■ Task to carry out ■
If a line in the data has the string "SandboxOptions", please show it.

Stored items
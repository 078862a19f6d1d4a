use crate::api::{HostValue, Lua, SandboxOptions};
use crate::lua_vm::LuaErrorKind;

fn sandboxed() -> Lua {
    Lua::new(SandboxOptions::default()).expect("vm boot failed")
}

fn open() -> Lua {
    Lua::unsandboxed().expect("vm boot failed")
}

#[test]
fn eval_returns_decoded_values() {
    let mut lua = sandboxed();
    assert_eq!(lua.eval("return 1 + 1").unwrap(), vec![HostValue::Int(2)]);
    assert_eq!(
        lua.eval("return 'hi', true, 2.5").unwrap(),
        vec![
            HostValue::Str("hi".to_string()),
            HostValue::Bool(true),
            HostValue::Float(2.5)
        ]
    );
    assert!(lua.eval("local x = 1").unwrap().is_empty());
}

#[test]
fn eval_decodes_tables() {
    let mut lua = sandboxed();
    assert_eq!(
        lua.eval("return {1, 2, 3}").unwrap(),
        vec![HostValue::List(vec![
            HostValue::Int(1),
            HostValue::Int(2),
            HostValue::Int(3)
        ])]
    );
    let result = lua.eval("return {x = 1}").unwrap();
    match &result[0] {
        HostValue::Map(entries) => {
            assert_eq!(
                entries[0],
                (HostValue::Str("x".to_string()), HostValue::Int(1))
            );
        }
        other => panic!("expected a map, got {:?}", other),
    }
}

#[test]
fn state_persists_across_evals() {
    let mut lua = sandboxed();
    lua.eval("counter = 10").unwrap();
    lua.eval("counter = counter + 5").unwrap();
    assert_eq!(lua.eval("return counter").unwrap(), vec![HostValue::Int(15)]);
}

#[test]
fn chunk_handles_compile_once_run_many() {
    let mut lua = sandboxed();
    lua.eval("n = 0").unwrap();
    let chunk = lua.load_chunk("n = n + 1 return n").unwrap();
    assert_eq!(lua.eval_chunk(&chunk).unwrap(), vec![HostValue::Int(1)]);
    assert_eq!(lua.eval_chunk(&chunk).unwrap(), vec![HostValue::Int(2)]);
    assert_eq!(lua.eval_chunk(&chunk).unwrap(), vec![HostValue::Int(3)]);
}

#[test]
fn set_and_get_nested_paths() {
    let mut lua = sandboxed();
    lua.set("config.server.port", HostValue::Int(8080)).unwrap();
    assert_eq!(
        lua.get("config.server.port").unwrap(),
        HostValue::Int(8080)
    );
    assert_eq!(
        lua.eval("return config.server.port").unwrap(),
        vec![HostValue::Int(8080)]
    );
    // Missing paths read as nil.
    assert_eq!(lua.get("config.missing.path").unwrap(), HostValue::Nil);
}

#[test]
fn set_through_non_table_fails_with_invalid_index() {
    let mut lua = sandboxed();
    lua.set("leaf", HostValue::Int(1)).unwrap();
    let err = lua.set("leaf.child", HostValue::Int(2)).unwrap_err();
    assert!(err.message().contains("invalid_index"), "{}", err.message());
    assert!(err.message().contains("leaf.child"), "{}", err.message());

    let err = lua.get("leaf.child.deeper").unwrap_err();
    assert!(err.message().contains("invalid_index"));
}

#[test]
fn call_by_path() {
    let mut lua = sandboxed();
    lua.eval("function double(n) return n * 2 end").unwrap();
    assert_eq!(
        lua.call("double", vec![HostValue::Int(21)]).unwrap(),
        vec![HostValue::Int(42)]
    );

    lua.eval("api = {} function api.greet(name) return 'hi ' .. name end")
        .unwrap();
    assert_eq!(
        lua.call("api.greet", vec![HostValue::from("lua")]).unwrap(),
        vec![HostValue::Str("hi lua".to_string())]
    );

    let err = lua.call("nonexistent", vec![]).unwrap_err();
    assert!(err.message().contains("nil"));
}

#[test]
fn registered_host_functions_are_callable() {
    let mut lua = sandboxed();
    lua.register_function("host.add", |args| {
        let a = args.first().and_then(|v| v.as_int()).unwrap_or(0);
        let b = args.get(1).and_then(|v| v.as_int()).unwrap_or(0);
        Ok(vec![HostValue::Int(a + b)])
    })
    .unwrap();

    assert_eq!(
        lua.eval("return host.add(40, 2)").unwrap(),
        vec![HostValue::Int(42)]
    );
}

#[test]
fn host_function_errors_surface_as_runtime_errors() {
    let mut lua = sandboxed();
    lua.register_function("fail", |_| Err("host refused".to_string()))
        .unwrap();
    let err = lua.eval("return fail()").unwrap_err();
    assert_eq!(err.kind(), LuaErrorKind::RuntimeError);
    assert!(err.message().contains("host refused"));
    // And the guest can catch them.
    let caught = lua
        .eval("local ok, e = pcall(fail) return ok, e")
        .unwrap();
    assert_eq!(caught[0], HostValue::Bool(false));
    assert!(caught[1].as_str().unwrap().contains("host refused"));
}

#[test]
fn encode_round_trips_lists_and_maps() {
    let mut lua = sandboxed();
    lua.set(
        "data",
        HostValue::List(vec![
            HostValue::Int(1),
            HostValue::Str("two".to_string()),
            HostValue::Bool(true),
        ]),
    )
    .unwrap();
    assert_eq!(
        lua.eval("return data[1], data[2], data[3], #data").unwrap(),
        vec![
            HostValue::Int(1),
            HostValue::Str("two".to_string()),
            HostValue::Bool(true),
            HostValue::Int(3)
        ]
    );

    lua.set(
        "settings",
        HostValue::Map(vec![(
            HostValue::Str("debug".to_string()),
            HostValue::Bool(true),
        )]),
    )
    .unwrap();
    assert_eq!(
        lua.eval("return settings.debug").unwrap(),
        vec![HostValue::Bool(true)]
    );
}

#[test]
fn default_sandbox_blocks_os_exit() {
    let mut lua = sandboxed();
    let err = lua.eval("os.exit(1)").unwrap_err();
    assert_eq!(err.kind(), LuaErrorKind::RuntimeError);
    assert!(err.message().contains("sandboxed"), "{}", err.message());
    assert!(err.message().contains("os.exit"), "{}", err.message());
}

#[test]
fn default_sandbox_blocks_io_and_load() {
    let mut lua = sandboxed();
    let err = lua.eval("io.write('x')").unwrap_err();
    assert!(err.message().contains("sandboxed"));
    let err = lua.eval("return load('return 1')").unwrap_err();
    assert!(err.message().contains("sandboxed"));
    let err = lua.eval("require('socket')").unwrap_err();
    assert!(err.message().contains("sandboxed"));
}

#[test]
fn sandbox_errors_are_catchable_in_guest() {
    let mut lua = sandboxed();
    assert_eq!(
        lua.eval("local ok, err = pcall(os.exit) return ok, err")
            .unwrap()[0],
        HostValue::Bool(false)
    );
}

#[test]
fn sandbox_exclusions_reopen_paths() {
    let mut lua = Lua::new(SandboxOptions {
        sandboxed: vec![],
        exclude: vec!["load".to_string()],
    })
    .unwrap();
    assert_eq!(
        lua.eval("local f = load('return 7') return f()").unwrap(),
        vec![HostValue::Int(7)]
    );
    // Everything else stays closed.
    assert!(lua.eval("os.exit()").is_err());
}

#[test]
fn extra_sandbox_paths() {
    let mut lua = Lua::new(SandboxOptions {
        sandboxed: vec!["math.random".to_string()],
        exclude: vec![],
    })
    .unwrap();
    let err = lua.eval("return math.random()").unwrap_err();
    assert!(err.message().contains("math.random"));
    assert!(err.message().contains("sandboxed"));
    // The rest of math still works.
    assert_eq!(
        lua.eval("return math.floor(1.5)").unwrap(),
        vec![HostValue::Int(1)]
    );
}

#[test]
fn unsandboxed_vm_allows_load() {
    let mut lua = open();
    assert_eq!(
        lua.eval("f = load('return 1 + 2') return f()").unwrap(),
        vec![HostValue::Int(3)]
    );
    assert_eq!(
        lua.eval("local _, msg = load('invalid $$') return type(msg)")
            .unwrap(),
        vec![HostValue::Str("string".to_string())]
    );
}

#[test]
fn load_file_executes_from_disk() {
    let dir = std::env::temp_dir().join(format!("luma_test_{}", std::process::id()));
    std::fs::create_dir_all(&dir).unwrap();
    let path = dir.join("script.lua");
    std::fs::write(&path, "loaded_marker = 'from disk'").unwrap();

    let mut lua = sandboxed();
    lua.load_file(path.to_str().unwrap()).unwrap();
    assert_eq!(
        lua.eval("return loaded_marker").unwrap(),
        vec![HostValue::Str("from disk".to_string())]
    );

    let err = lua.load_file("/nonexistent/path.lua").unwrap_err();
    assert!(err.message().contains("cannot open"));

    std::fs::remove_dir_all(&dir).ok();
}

■ Exercise solution ■
use crate::api::{HostValue, Lua, SandboxOptions};
    Lua::new(SandboxOptions::default()).expect("vm boot failed")
    let mut lua = Lua::new(SandboxOptions {
    let mut lua = Lua::new(SandboxOptions {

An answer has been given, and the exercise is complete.